// SPDX-FileCopyrightText: 2025-2026 RAprogramm <andrey.rozanov.vl@gmail.com>
// SPDX-License-Identifier: MIT

//! Interface model consumed by the compiler.
//!
//! The model is produced by a front-end (annotation processing, a build
//! script, a hand-written table) and is treated as already validated for
//! shape: unique method names, resolved types. The compiler still checks
//! everything it relies on and reports violations as
//! [`GenerateError`](crate::GenerateError)s.
//!
//! # Structure
//!
//! ```text
//! InterfaceModel
//! ├── name           trait being implemented
//! ├── methods[]      Method { name, params[], returns, concurrency, kind }
//! ├── entities[]     Entity { name, table, fields[], primary_key[], projection_of }
//! ├── converters[]   declared TypeConverter implementations
//! └── backing_type   optional handle type accepted by the constructor
//! ```
//!
//! # Example
//!
//! ```rust
//! use daogen_impl::model::{Entity, Field, InterfaceModel, Method, MethodKind, Parameter};
//! use syn::parse_quote;
//!
//! let user = Entity::new("User", "users")
//!     .field(Field::new("id", "id"))
//!     .field(Field::new("name", "name"))
//!     .primary_key(["id"]);
//!
//! let model = InterfaceModel::new("UserDao")
//!     .entity(user)
//!     .method(
//!         Method::new("find", MethodKind::read("SELECT * FROM users WHERE id = :id"))
//!             .param(Parameter::new("id", parse_quote!(i64)))
//!             .returns(parse_quote!(User))
//!     );
//! assert_eq!(model.methods.len(), 1);
//! ```

mod entity;
mod method;

pub use entity::{Entity, Field};
pub use method::{
    Concurrency, ConflictPolicy, Method, MethodKind, Parameter, ResultShape, RowShape,
    ShortcutTarget
};
use proc_macro2::Span;
use syn::Ident;

/// A data-access interface to implement.
#[derive(Debug, Clone)]
pub struct InterfaceModel {
    /// Trait implemented by the generated type.
    pub name: Ident,

    /// Declared methods in declaration order.
    pub methods: Vec<Method>,

    /// Entity and projection types referenced by the methods.
    pub entities: Vec<Entity>,

    /// Declared custom value converters.
    pub converters: Vec<syn::Path>,

    /// Handle type accepted by the constructor instead of
    /// `Arc<Database>`; must implement `Into<Arc<Database>>`.
    pub backing_type: Option<syn::Type>
}

impl InterfaceModel {
    /// Create an empty model for the trait `name`.
    pub fn new(name: &str) -> Self {
        Self {
            name:         ident(name),
            methods:      Vec::new(),
            entities:     Vec::new(),
            converters:   Vec::new(),
            backing_type: None
        }
    }

    /// Add a method.
    #[must_use]
    pub fn method(mut self, method: Method) -> Self {
        self.methods.push(method);
        self
    }

    /// Add an entity.
    #[must_use]
    pub fn entity(mut self, entity: Entity) -> Self {
        self.entities.push(entity);
        self
    }

    /// Declare a converter.
    #[must_use]
    pub fn converter(mut self, path: syn::Path) -> Self {
        self.converters.push(path);
        self
    }

    /// Accept `ty` in the constructor.
    #[must_use]
    pub fn backing_type(mut self, ty: syn::Type) -> Self {
        self.backing_type = Some(ty);
        self
    }

    /// Look up an entity by type name.
    pub fn find_entity(&self, name: &Ident) -> Option<&Entity> {
        self.entities.iter().find(|e| &e.name == name)
    }

    /// Look up a method by name.
    pub fn find_method(&self, name: &Ident) -> Option<&Method> {
        self.methods.iter().find(|m| &m.name == name)
    }
}

/// Identifier with call-site span.
pub(crate) fn ident(name: &str) -> Ident {
    Ident::new(name, Span::call_site())
}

**DESCRIPTION OF THE TASK**
Nothing but the exact lines from the start of the material through the line holding "use syn::Ident;", both included, belongs in the answer.

**OUTPUT**
// SPDX-FileCopyrightText: 2025-2026 RAprogramm <andrey.rozanov.vl@gmail.com>
// SPDX-License-Identifier: MIT

//! Interface model consumed by the compiler.
//!
//! The model is produced by a front-end (annotation processing, a build
//! script, a hand-written table) and is treated as already validated for
//! shape: unique method names, resolved types. The compiler still checks
//! everything it relies on and reports violations as
//! [`GenerateError`](crate::GenerateError)s.
//!
//! # Structure
//!
//! ```text
//! InterfaceModel
//! ├── name           trait being implemented
//! ├── methods[]      Method { name, params[], returns, concurrency, kind }
//! ├── entities[]     Entity { name, table, fields[], primary_key[], projection_of }
//! ├── converters[]   declared TypeConverter implementations
//! └── backing_type   optional handle type accepted by the constructor
//! ```
//!
//! # Example
//!
//! ```rust
//! use daogen_impl::model::{Entity, Field, InterfaceModel, Method, MethodKind, Parameter};
//! use syn::parse_quote;
//!
//! let user = Entity::new("User", "users")
//!     .field(Field::new("id", "id"))
//!     .field(Field::new("name", "name"))
//!     .primary_key(["id"]);
//!
//! let model = InterfaceModel::new("UserDao")
//!     .entity(user)
//!     .method(
//!         Method::new("find", MethodKind::read("SELECT * FROM users WHERE id = :id"))
//!             .param(Parameter::new("id", parse_quote!(i64)))
//!             .returns(parse_quote!(User))
//!     );
//! assert_eq!(model.methods.len(), 1);
//! ```

mod entity;
mod method;

pub use entity::{Entity, Field};
pub use method::{
    Concurrency, ConflictPolicy, Method, MethodKind, Parameter, ResultShape, RowShape,
    ShortcutTarget
};
use proc_macro2::Span;
use syn::Ident;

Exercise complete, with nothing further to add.